The author singles out the following nutrients or nutrient-related factors as having a role in the development of cancer:

 - Over-consumption of energy - ingestion of too much food or caloric beverages is a major risk factor for cancer. In keeping with the obesity epidemic in countries such as the USA, it has been estimated that 14% of all cancer deaths in men and 20% in women can be attributed to overweight and obesity.
 - Eating too much highly refined sugar and starch particularly sweets, cakes, and other foods that contain very high concentrations of refined sugar and flour (i.e. high or very high glycaemic index (GI) foods). Studies to test the theory that high-GI foods and diets are linked to an increased risk of cancer have shown that there is a consistent increased risk of gastric, digestive tract, endometrial, ovarian, colon and colorectal cancers as the GI of the diet increases. Being sedentary and overweight and eating high-GI diets rich in refined sugar and flour, increased the risk even further.

 - Low-fibre diets are linked to an increased risk of cancer, which may be due to the absence of the actual fibre in the diet (i.e. colorectal cancers) or the whole range of nutrients that are absent when dietary fibre from unprocessed grains and cereals, fruits and vegetables is low in the diet (i.e. vitamins, minerals, phytonutrients, etc).

 - High intakes of red meat were found to increase the risk of cancers of the colon and rectum and heterocyclic amines produced during the meat cooking process were linked to breast cancer in a study conducted in Uruguay.
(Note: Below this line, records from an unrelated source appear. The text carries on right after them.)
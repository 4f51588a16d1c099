use serde::Serialize;

use super::{LogicalOp, Operator, Raw, Stage};

/// A node of the condition tree.
///
/// The stage parameter fixes whether every node in the tree is raw or
/// resolved; the two can never be mixed.
#[derive(Debug, Clone, PartialEq, Serialize)]
#[serde(bound = "")]
pub enum Condition<S: Stage = Raw> {
    Comparison {
        property: S::Property,
        op: Operator,
        value: S::Value,
    },
    /// `property IN (v1, v2, ...)`, duplicates and order as written.
    In {
        property: S::Property,
        values: Vec<S::Value>,
    },
    /// Always at least two children.
    Composite {
        op: LogicalOp,
        children: Vec<Condition<S>>,
    },
    Not(Box<Condition<S>>),
}

impl<S: Stage> Condition<S> {
    pub fn comparison(property: S::Property, op: Operator, value: S::Value) -> Self {
        Condition::Comparison {
            property,
            op,
            value,
        }
    }

    /// Join conditions with `op`, flattening children that use the same operator.
    /// A single condition is returned unchanged.
    pub fn combine(op: LogicalOp, conditions: Vec<Condition<S>>) -> Self {
        let mut children = Vec::with_capacity(conditions.len());
        for cond in conditions {
            match cond {
                Condition::Composite {
                    op: inner,
                    children: nested,
                } if inner == op => children.extend(nested),
                other => children.push(other),
            }
        }
        if children.len() == 1 {
            return children.remove(0);
        }
        Condition::Composite { op, children }
    }

    pub fn and(conditions: Vec<Condition<S>>) -> Self {
        Self::combine(LogicalOp::And, conditions)
    }

    pub fn or(conditions: Vec<Condition<S>>) -> Self {
        Self::combine(LogicalOp::Or, conditions)
    }

    pub fn negate(self) -> Self {
        Condition::Not(Box::new(self))
    }

    pub fn is_or(&self) -> bool {
        matches!(
            self,
            Condition::Composite {
                op: LogicalOp::Or,
                ..
            }
        )
    }

    /// Visit every compared value in source order.
    ///
    /// `op` is `None` for members of an `IN` list.
    pub fn for_each_value<F>(&self, f: &mut F)
    where
        F: FnMut(&S::Property, Option<Operator>, &S::Value),
    {
        match self {
            Condition::Comparison {
                property,
                op,
                value,
            } => f(property, Some(*op), value),
            Condition::In { property, values } => {
                for value in values {
                    f(property, None, value);
                }
            }
            Condition::Composite { children, .. } => {
                for child in children {
                    child.for_each_value(f);
                }
            }
            Condition::Not(child) => child.for_each_value(f),
        }
    }

    /// Mutable counterpart of [`Condition::for_each_value`].
    pub fn for_each_value_mut<F>(&mut self, f: &mut F)
    where
        F: FnMut(&S::Property, &mut S::Value),
    {
        match self {
            Condition::Comparison {
                property, value, ..
            } => f(property, value),
            Condition::In { property, values } => {
                for value in values.iter_mut() {
                    f(property, value);
                }
            }
            Condition::Composite { children, .. } => {
                for child in children.iter_mut() {
                    child.for_each_value_mut(f);
                }
            }
            Condition::Not(child) => child.for_each_value_mut(f),
        }
    }
}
 - An imbalance in the omega-6 to omega-3 ratio. Omega-6 and omega-3 are so-called essential fatty acids which are implicated in practically every body function and immune response. Ideally our diets should provide us with 1 unit of omega-3 fatty acids for every 5 units of omega-6 fatty acids. Modern western diets which are lacking in whole grains and ample amounts of fish, particularly fatty fish, have a badly skewed omega-6:omega-3 ratio as high as 50:1. In view of the finding that omega-3 fatty acids protect us against certain cancers, it is vital that this imbalance in the proportions of these different types of omega fatty acids should be redressed in the modern diet.

 - Lack of trace elements in the modern diet may also contribute to the increase in cancer prevalence. For example selenium, a trace element that protects us against a variety of cancers, is nowadays often lacking in the soils which are used to grow our staple foods. Large areas of agricultural land in many parts of the world including the USA, China, and South Africa, are deficient in selenium and it has been suggested that selenium-deficient staple foods (wheat, maize, rice) grown on such land, are contributing to a decrease in immunity and an increase in cancer.

 - Reduced intakes of protective nutrients such as vitamins, including vitamin B12, folic acid and vitamin D, as well as of alpha- and beta-carotene and other carotenoids, lycopene, vitamin C and other antioxidants, have also been implicated in the increase in cancer.

 -  The role of probiotics (“beneficial microorganisms”) in the human gut which promote immunity and produce B vitamins and what can be regarded as ‘natural antibiotics’, is still being investigated, but it is already evident that eating the correct diet that is rich in dietary fibre and protective nutrients and taking the correct type of probiotics may help the human organism to avoid a variety of life-threatening diseases.

Because we do not eat foods in isolation, the whole diet and each nutrient in the diet, therefore, can play an essential role in maintaining our health and preventing cancer.

Next week we will consider what foods should be included in our diets and which ones need to be avoided if we are to stand a chance of preventing cancer from developing or help our bodies to fight an existing cancer.

References: American Cancer Society (2012). Cancer facts and figures 2012. Atlanta: American Cancer Society, 2012; ; Donaldson MS (2004). Nutrition and cancer: A review of the evidence for an anti-cancer diet. Nutrition Journal, 3:19; SA Hospice (2013). Statistics on cancer in South Africa.; Sapa-AFP, (2013). Habitat linked to cancer. Pretoria News, Wednesday, 13 November 2013, page: 9.)